In addition to all these systems-level improvements, we’ll need to build lots of new environments to try and learn diverse skills via RL training. Oh, and no one really knows what the right skills are to learn via RL, or how to combine them. So we’ll have to try lots of different combinations and train many models. And we can try averaging them in different ways via some kind of model souping (also known as model merging). We’ll just run lots of evaluations to find which combination of environments and souping produces the best model. This sounds difficult, doesn’t it? And quite messy.

What if I told you there was another way?

What does it mean to be verifiable?

If we want to scale RL in verifiable settings, we should probably start by figuring out which things are verifiable in the first place. It’s my feeling that people have been throwing this word around a lot, but there’s no clear definition.

It all comes down to what we can train into the models. If we can check a model output and provide a score, that’s good enough.

Wait– but isn’t this how language modeling works already?

Pretraining for reasoning with next-token prediction

Before making my proposal, let me start with listing a few core tenets that I believe about the current state of AI:

The only data we’ve found that really “works” (i.e. helps us build more intelligent models) is web-scale pretraining data. Ilya Sutskever famously compared all the human text on the internet to a reserve of fossil fuel: it’s exceptionally useful, but finite.
Reasoning, at its core, is a way to get better performance out of smaller models. It’s not doing anything more magical. Crucially, we’re getting limited new signal from the verifier itself; RL with verification is just a way to elicit capabilities that already exist within models. (This is a common belief about RL.)
There is nothing special about math and code. These modalities happen to lie in a space that’s difficult to model with a reward model (so prior approaches didn’t work super well) but easy to verify. And we happen to care about them (automating coding seems especially valuable). But we should be able to learn to reason from any type of data.
And finally, we haven’t fully saturated models with Internet data. Today’s models don’t seem to have enough capacity to memorize the entire Internet. Additional pretraining on Web data should still give us a performance boost – and might be enough to learn to reason.
Next-token prediction is verifiable. This is perhaps the central argument I’m making. The current strategy of checking if a math problem has been answered correctly is spiritually no different than confirming whether a model has outputted the proper next tokens.

Putting all this together, I’m betting that the “right way” to scale RL is by unifying it with next-token prediction. We should teach models to reason by practicing reasoning at scale on the vast diversity of data available on the Web.

Learning to reason via next-token prediction.

This shows a comparison of the new paradigm demonstrated on a math problem. Normal next-token prediction is guessing which tokens come next. Typical RLVR allows the model to ‘think’ for a few tokens and then rewards it for outputting the right thing. Our idea of reasoning with next-token prediction (RNTP) would allow the model to think and then reward it based on the next-token prediction loss of the outputs in the <answer> tag. It’s a hybrid between traditional language model pretraining and the new reasoning model RL training.

Grok 2 was trained on more FLOPs than GPT-4. Apparently Grok 3, which came out later, was trained on around 10^26 FLOPs, which would put it above the top of this graph. But that was all supervised learning. How do we scale RL to use this much compute?
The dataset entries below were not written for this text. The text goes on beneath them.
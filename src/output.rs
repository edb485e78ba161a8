//! Result types: per-attempt, per-document and per-run.

use serde::{Deserialize, Serialize};
use std::path::PathBuf;

/// One invocation of the converter with one candidate format.
#[derive(Debug, Clone, PartialEq, Eq, Serialize, Deserialize)]
pub struct ConversionAttempt {
    /// The format specifier passed with `-t`.
    pub candidate: String,
    pub succeeded: bool,
    /// Trimmed stderr (or stdout when stderr was empty). On success this is
    /// whatever warnings the tool printed.
    pub diagnostic: String,
}

/// Terminal result of converting one document.
///
/// `chosen_format` is `Some` exactly when the conversion succeeded.
#[derive(Debug, Clone, PartialEq, Eq, Serialize, Deserialize)]
pub struct ConversionOutcome {
    pub chosen_format: Option<String>,
    /// Warnings of the winning attempt on success; the last attempt's
    /// diagnostic on failure.
    pub message: String,
    /// Every attempt made, in order. The last one is the winner on success.
    pub attempts: Vec<ConversionAttempt>,
}

impl ConversionOutcome {
    pub(crate) fn converted(attempts: Vec<ConversionAttempt>) -> Self {
        let last = attempts.last();
        Self {
            chosen_format: last.map(|a| a.candidate.clone()),
            message: last.map(|a| a.diagnostic.clone()).unwrap_or_default(),
            attempts,
        }
    }

    pub(crate) fn exhausted(attempts: Vec<ConversionAttempt>) -> Self {
        Self {
            chosen_format: None,
            message: attempts
                .last()
                .map(|a| a.diagnostic.clone())
                .unwrap_or_default(),
            attempts,
        }
    }

    pub fn succeeded(&self) -> bool {
        self.chosen_format.is_some()
    }

    /// The candidate tried last (the winner, or the final failure).
    pub fn last_candidate(&self) -> Option<&str> {
        self.attempts.last().map(|a| a.candidate.as_str())
    }
}

/// What happened to one discovered document.
#[derive(Debug, Clone, Serialize, Deserialize)]
pub struct DocumentReport {
    /// Path relative to the input root, `/`-separated.
    pub relative: String,
    pub source: PathBuf,
    pub output: PathBuf,
    pub media_dir: PathBuf,
    pub status: DocumentStatus,
}

impl DocumentReport {
    pub fn succeeded(&self) -> bool {
        matches!(self.status, DocumentStatus::Converted { .. })
    }
}

/// Per-document status, tagged for JSON output.
#[derive(Debug, Clone, PartialEq, Eq, Serialize, Deserialize)]
#[serde(tag = "status", rename_all = "snake_case")]
pub enum DocumentStatus {
    /// A candidate succeeded. `warnings` is the tool's stderr, possibly empty.
    Converted {
        format: String,
        warnings: String,
        attempts: usize,
    },
    /// Every candidate failed; `diagnostic` is the last candidate's.
    Failed {
        last_format: Option<String>,
        diagnostic: String,
        attempts: usize,
    },
    /// An I/O error stopped the document before or after conversion.
    Error { message: String },
}

impl From<ConversionOutcome> for DocumentStatus {
    fn from(outcome: ConversionOutcome) -> Self {
        let attempts = outcome.attempts.len();
        match outcome.chosen_format {
            Some(format) => DocumentStatus::Converted {
                format,
                warnings: outcome.message,
                attempts,
            },
            None => DocumentStatus::Failed {
                last_format: outcome.attempts.last().map(|a| a.candidate.clone()),
                diagnostic: outcome.message,
                attempts,
            },
        }
    }
}

/// Summary of a whole batch run.
#[derive(Debug, Clone, Serialize, Deserialize)]
pub struct BatchReport {
    /// First line of `pandoc --version`.
    pub tool_version: String,
    pub input_root: PathBuf,
    pub output_root: PathBuf,
    /// `None` when no documents were found and no log was written.
    pub log_path: Option<PathBuf>,
    pub candidates: Vec<String>,
    pub documents: Vec<DocumentReport>,
    pub succeeded: usize,
    pub failed: usize,
    pub duration_ms: u64,
}

#[cfg(test)]
mod tests {
    use super::*;

    fn attempt(candidate: &str, succeeded: bool, diagnostic: &str) -> ConversionAttempt {
        ConversionAttempt {
            candidate: candidate.into(),
            succeeded,
            diagnostic: diagnostic.into(),
        }
    }

    #[test]
    fn converted_outcome_takes_last_attempt() {
        let o = ConversionOutcome::converted(vec![
            attempt("gfm-raw_html", false, "Unknown extension"),
            attempt("gfm", true, "[WARNING] image skipped"),
        ]);
        assert!(o.succeeded());
        assert_eq!(o.chosen_format.as_deref(), Some("gfm"));
        assert_eq!(o.message, "[WARNING] image skipped");
    }

    #[test]
    fn exhausted_outcome_has_no_format() {
        let o = ConversionOutcome::exhausted(vec![
            attempt("gfm", false, "first"),
            attempt("plain", false, "second"),
        ]);
        assert!(!o.succeeded());
        assert_eq!(o.message, "second");
        assert_eq!(o.last_candidate(), Some("plain"));
    }

    #[test]
    fn status_json_is_tagged() {
        let status = DocumentStatus::from(ConversionOutcome::exhausted(vec![attempt(
            "plain", false, "bad zip",
        )]));
        let json = serde_json::to_value(&status).unwrap();
        assert_eq!(json["status"], "failed");
        assert_eq!(json["last_format"], "plain");
        assert_eq!(json["attempts"], 1);
    }
}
What do we even need RL for?

Now that we’ve stripped things down to their base components, it might not be obvious what benefit we get from doing reinforcement learning, if any.

The answer lies in the <think> tokens. In the picture above, we generated everything between <thinks> directly from the model. There’s no supervision for this.

In other words, we’re trying to get the model to learn to reason without knowing what reasoning should look like. We just sample lots of things from the model and encourage it to do the things that get rewards. If there was ground-truth reasoning, we could use the typical supervised training techniques to train the model to output the proper reasoning chains.

But in the real world, there’s no ground-truth for reasoning, so we can’t do supervised learning. And in fact we want it this way – this is the magic of reinforcement learning. We’re hoping that the model will discover reasoning chains that are more useful than anything we could ever write ourselves.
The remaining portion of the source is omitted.